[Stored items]
· · · · · · ·

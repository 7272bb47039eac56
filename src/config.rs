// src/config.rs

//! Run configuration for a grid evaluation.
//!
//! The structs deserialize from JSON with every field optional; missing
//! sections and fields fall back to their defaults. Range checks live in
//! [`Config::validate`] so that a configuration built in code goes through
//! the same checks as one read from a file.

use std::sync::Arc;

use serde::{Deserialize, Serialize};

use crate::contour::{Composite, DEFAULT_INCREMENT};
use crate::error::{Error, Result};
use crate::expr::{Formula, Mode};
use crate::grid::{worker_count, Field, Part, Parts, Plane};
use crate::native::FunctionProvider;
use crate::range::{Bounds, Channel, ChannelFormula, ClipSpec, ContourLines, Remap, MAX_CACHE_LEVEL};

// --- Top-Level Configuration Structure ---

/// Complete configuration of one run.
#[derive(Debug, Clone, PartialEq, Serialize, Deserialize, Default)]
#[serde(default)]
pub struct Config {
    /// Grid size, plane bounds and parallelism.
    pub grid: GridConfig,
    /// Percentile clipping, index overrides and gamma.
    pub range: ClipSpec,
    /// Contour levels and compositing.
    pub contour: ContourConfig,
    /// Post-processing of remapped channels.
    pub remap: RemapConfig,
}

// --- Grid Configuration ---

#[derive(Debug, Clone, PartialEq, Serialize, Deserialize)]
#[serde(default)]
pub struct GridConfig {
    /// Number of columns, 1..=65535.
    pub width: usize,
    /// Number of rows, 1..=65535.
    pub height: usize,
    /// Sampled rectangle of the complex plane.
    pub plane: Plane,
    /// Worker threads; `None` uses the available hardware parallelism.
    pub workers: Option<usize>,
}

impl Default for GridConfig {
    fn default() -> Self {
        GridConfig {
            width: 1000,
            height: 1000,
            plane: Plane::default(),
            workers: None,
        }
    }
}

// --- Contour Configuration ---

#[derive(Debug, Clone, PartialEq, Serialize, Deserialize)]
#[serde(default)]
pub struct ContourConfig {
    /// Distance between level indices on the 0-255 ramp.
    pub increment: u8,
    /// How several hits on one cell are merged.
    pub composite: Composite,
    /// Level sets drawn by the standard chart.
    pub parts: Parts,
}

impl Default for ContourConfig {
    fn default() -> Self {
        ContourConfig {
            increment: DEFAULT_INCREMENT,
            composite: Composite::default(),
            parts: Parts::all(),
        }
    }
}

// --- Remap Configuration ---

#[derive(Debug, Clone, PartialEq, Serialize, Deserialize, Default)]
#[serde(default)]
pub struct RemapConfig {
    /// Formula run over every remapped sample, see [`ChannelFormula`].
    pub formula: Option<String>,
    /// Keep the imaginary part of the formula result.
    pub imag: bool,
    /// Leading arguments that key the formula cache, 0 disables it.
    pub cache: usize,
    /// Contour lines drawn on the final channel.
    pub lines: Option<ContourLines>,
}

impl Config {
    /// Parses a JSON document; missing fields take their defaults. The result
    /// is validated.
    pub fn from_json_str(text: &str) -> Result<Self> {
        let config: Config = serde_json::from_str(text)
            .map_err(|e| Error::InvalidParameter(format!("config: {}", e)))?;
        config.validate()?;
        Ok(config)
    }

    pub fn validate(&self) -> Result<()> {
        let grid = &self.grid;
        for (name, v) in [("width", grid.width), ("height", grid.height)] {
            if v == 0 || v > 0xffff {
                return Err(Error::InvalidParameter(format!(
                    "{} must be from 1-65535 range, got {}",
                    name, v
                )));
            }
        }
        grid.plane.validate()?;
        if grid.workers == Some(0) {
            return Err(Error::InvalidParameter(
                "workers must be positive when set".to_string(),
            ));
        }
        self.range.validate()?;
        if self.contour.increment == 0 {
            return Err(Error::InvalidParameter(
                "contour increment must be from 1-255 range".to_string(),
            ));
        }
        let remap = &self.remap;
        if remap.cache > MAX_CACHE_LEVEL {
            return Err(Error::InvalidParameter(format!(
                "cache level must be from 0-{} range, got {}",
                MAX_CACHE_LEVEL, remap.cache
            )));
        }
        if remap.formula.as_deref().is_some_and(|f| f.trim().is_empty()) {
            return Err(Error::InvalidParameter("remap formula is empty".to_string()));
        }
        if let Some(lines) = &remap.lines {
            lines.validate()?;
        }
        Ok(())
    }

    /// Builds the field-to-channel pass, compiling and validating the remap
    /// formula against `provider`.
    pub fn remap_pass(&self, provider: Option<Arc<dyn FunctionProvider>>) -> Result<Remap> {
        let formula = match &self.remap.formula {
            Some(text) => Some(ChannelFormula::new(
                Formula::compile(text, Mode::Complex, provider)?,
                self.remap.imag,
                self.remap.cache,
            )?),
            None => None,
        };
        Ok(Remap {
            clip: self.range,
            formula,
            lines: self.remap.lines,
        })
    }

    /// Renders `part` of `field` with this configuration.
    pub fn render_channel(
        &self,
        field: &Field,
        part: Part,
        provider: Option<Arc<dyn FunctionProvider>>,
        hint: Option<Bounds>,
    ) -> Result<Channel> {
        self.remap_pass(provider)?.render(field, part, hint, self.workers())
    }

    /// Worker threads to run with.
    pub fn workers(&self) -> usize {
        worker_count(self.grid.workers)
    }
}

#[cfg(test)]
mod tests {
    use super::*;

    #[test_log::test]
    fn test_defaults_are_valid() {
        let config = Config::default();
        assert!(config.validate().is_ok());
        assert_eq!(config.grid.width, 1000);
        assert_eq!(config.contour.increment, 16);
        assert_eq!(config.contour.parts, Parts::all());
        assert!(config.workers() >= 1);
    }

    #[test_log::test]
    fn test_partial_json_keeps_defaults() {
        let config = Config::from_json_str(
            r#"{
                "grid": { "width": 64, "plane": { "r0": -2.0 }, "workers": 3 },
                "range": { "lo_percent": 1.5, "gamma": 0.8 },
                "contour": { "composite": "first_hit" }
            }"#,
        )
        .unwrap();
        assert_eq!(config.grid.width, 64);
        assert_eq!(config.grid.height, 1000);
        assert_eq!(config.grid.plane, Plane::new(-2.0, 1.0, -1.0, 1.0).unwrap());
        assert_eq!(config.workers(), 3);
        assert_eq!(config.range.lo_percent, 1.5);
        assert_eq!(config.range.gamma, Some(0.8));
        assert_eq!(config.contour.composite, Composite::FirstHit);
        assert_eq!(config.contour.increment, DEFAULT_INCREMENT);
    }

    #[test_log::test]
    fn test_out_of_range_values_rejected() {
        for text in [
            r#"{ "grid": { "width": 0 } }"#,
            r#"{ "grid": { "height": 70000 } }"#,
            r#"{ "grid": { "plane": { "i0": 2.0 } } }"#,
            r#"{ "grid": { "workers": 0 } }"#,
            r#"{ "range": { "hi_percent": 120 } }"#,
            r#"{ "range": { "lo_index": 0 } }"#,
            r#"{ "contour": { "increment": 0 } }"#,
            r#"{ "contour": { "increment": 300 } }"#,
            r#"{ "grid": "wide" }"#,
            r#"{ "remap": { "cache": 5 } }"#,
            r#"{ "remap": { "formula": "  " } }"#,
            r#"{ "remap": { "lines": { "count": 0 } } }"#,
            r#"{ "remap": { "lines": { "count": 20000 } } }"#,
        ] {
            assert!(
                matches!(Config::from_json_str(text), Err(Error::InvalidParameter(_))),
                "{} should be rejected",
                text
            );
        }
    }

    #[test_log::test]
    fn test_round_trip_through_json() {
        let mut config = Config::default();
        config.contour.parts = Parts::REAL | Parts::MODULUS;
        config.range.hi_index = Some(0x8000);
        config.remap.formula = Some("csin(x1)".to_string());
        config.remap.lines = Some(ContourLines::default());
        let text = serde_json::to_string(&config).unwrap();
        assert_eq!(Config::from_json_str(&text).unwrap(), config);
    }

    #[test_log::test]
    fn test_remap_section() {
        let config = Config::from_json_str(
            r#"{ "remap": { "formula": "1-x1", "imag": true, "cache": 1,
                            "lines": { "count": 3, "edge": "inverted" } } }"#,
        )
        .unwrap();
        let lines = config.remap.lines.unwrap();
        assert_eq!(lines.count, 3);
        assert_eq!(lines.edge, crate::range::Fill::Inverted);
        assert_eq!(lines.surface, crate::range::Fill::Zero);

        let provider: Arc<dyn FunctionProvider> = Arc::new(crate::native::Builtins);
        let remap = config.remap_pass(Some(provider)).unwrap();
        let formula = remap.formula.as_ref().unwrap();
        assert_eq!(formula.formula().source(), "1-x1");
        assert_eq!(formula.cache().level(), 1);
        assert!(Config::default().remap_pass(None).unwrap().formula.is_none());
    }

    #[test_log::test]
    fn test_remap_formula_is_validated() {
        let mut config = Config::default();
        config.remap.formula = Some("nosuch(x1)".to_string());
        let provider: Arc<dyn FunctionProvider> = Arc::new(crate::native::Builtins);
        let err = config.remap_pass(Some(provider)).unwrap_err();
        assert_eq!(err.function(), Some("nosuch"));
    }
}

· · · · · · ·

▸ Requirement
For this exercise, repeat exactly the lines of the data above from the one with "config.remap.lines = Some(ContourLines::default());" down to the one with "assert_eq!(lines.surface, crate::range::Fill::Zero);", both end lines included.

▸ Exercise response
        config.remap.lines = Some(ContourLines::default());
        let text = serde_json::to_string(&config).unwrap();
        assert_eq!(Config::from_json_str(&text).unwrap(), config);
    }

    #[test_log::test]
    fn test_remap_section() {
        let config = Config::from_json_str(
            r#"{ "remap": { "formula": "1-x1", "imag": true, "cache": 1,
                            "lines": { "count": 3, "edge": "inverted" } } }"#,
        )
        .unwrap();
        let lines = config.remap.lines.unwrap();
        assert_eq!(lines.count, 3);
        assert_eq!(lines.edge, crate::range::Fill::Inverted);
        assert_eq!(lines.surface, crate::range::Fill::Zero);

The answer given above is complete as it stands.